### Work task
Copy out each line of the material that includes the word "trim".
━━━━━ Data extract ━━━━━
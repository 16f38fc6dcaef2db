use crate::catalog::CatalogPage;
use crate::checkout::{summarize_cart, CheckoutOutcome};
use crate::notifications::{Notification, NotificationLevel};
use crate::types::{Cart, Category, Order, Product, User};

pub(crate) fn format_price(amount: f64) -> String {
    format!("৳{amount:.2}")
}

pub(crate) fn format_rating(rating: Option<f64>) -> String {
    match rating {
        Some(r) if r > 0.0 => format!("{r:.1}★"),
        _ => "unrated".to_string(),
    }
}

/// One line per product: id, title, price (with the base price when
/// discounted), rating, category and stock.
pub(crate) fn format_product_line(product: &Product) -> String {
    let price = match product.final_price {
        Some(final_price) if final_price < product.price => format!(
            "{} (was {})",
            format_price(final_price),
            format_price(product.price)
        ),
        _ => format_price(product.effective_price()),
    };
    let stock = if product.stock == 0 {
        "out of stock".to_string()
    } else {
        format!("{} in stock", product.stock)
    };
    format!(
        "{}  {}  {}  {}  [{}]  {}",
        product.id,
        product.title,
        price,
        format_rating(product.ratings),
        product.category,
        stock
    )
}

pub(crate) fn format_product_detail(product: &Product) -> String {
    let mut lines = vec![format_product_line(product)];
    if let Some(brand) = &product.brand {
        lines.push(format!("Brand: {brand}"));
    }
    if let Some(count) = product.ratings_count {
        lines.push(format!("Reviews: {count}"));
    }
    if let Some(created_at) = product.created_at {
        lines.push(format!("Listed: {}", created_at.format("%Y-%m-%d")));
    }
    if !product.description.trim().is_empty() {
        lines.push(String::new());
        lines.push(product.description.trim().to_string());
    }
    lines.join("\n")
}

pub(crate) fn format_catalog_page(page: &CatalogPage) -> String {
    let mut lines: Vec<String> = page.items.iter().map(format_product_line).collect();
    if lines.is_empty() {
        lines.push("No products match the current filters.".to_string());
    }
    lines.push(format!(
        "Page {} of {} ({} products)",
        page.page, page.total_pages, page.total_items
    ));
    lines.join("\n")
}

pub(crate) fn format_category_line(category: &Category) -> String {
    format!("{}  {}", category.id, category.name)
}

pub(crate) fn format_cart(cart: &Cart) -> String {
    if cart.items.is_empty() {
        return "Your cart is empty.".to_string();
    }
    let mut lines: Vec<String> = cart
        .items
        .iter()
        .map(|item| {
            let unit = item.product.effective_price();
            format!(
                "{}  {}  {} x {} = {}",
                item.product.id,
                item.product.title,
                item.quantity,
                format_price(unit),
                format_price(unit * f64::from(item.quantity))
            )
        })
        .collect();

    let summary = summarize_cart(cart);
    lines.push(format!("Subtotal: {}", format_price(summary.subtotal)));
    lines.push(format!("Shipping: {}", format_price(summary.shipping)));
    lines.push(format!("Tax: {}", format_price(summary.tax)));
    lines.push(format!("Total: {}", format_price(summary.total)));
    lines.join("\n")
}

pub(crate) fn format_order_line(order: &Order) -> String {
    let items: u32 = order.order_items.iter().map(|item| item.qty).sum();
    format!(
        "{}  {}  {} item(s)  {}  {}",
        order.id,
        order.status,
        items,
        format_price(order.total_price),
        order.payment_method
    )
}

pub(crate) fn format_user_line(user: &User) -> String {
    format!(
        "{}  {}  {}  {}  {}",
        user.id,
        user.name.as_deref().unwrap_or("-"),
        user.email.as_deref().unwrap_or("-"),
        user.role.as_str(),
        user.status.as_deref().unwrap_or("-")
    )
}

pub(crate) fn format_checkout_outcome(outcome: &CheckoutOutcome) -> String {
    match outcome {
        CheckoutOutcome::Placed => "Order placed successfully!".to_string(),
        CheckoutOutcome::AwaitingPayment { payment_url } => {
            format!("Continue to payment: {payment_url}")
        }
    }
}

pub(crate) fn format_notification(notification: &Notification) -> String {
    let level = match notification.level {
        NotificationLevel::Info => "info",
        NotificationLevel::Success => "ok",
        NotificationLevel::Error => "error",
    };
    format!("[{level}] {}", notification.message)
}

#[cfg(test)]
mod tests {
    use super::*;
    use crate::types::{CartItem, CartProduct};

    fn discounted_lamp() -> Product {
        serde_json::from_value(serde_json::json!({
            "_id": "p1",
            "title": "Desk Lamp",
            "price": 100,
            "finalPrice": 80,
            "category": "Home",
            "stock": 3,
            "ratings": 4.3
        }))
        .unwrap()
    }

    #[test]
    fn product_line_shows_discount_and_rating() {
        assert_eq!(
            format_product_line(&discounted_lamp()),
            "p1  Desk Lamp  ৳80.00 (was ৳100.00)  4.3★  [Home]  3 in stock"
        );
    }

    #[test]
    fn cart_lists_lines_and_totals() {
        let cart = Cart {
            items: vec![CartItem {
                product: CartProduct {
                    id: "p1".to_string(),
                    title: "Desk Lamp".to_string(),
                    images: Vec::new(),
                    price: 100.0,
                    final_price: Some(80.0),
                    stock: 3,
                },
                quantity: 2,
            }],
        };
        let text = format_cart(&cart);
        assert!(text.starts_with("p1  Desk Lamp  2 x ৳80.00 = ৳160.00"));
        assert!(text.ends_with("Total: ৳191.99"));
        assert_eq!(format_cart(&Cart::default()), "Your cart is empty.");
    }

    #[test]
    fn empty_catalog_page_says_so() {
        let page = CatalogPage {
            items: Vec::new(),
            page: 1,
            total_pages: 1,
            total_items: 0,
        };
        assert_eq!(
            format_catalog_page(&page),
            "No products match the current filters.\nPage 1 of 1 (0 products)"
        );
    }
}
━━━━━
### Completed exercise
    if !product.description.trim().is_empty() {
        lines.push(product.description.trim().to_string());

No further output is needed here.